DATASET RECORDS
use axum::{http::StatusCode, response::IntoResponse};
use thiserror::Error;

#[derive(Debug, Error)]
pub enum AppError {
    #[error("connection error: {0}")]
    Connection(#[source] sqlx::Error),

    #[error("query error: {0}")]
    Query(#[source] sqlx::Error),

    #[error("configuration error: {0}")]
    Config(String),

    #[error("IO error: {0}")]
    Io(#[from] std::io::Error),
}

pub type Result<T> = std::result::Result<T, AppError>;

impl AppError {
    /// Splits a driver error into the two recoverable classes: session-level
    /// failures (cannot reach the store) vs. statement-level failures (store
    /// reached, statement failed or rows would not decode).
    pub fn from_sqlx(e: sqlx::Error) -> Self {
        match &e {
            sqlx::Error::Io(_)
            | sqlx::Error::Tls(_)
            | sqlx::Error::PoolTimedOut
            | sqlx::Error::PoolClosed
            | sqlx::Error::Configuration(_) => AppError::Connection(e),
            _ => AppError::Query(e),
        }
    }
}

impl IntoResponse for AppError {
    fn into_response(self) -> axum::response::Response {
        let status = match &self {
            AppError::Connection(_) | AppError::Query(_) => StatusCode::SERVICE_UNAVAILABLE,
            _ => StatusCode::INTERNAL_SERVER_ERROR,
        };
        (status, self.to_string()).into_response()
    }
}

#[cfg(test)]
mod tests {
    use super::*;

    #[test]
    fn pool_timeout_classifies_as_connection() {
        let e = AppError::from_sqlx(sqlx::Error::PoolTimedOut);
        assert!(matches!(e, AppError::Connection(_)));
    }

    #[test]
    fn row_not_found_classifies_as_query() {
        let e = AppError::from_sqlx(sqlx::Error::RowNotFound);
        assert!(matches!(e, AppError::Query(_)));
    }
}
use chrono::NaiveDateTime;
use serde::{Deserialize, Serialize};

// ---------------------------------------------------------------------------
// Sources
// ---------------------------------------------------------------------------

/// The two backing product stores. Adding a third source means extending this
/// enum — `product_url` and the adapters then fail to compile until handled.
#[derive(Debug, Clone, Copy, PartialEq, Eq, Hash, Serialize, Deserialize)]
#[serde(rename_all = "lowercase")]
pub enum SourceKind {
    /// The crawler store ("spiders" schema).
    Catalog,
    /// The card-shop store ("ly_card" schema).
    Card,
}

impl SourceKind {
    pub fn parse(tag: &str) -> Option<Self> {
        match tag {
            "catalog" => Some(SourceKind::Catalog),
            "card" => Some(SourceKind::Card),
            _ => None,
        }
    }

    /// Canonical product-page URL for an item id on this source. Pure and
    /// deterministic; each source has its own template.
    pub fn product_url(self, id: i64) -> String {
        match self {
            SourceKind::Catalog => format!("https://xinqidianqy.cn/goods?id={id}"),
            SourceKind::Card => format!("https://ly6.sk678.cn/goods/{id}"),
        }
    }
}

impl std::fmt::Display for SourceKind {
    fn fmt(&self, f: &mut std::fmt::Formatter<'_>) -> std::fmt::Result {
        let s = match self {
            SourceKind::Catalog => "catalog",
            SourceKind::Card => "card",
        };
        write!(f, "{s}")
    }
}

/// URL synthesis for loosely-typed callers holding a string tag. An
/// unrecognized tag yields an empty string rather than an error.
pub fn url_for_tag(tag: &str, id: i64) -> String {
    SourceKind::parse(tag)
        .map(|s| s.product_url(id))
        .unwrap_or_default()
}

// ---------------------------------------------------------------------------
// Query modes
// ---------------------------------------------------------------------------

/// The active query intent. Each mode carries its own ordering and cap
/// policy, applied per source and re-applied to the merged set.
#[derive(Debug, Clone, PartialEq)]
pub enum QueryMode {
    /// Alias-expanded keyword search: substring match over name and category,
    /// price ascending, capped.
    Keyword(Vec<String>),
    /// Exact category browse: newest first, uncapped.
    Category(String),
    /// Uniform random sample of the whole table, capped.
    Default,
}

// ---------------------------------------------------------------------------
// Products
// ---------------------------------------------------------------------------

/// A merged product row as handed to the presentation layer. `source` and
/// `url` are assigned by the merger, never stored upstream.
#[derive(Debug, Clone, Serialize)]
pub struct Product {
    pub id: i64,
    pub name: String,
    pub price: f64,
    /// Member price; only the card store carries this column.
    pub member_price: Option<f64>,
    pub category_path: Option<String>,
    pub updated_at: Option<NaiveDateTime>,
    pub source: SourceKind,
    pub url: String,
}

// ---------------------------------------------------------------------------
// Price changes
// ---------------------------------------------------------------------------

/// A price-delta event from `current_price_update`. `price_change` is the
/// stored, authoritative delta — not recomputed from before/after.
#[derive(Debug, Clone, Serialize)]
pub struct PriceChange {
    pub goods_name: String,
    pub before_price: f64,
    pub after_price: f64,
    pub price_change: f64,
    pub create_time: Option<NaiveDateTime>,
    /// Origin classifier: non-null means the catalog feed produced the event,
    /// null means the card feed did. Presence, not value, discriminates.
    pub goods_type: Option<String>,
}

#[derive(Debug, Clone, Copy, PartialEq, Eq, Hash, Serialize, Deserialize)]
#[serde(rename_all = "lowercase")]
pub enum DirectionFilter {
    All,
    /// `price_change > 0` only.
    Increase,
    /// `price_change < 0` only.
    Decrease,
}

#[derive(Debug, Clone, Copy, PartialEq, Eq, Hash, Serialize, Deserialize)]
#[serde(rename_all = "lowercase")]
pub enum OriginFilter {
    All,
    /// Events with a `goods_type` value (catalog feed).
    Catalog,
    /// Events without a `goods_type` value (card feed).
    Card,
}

WHAT THE EXERCISE ASKS
Wherever a line above contains "struct", copy that line.

ANSWER TO THIS PROBLEM
pub struct Product {
pub struct PriceChange {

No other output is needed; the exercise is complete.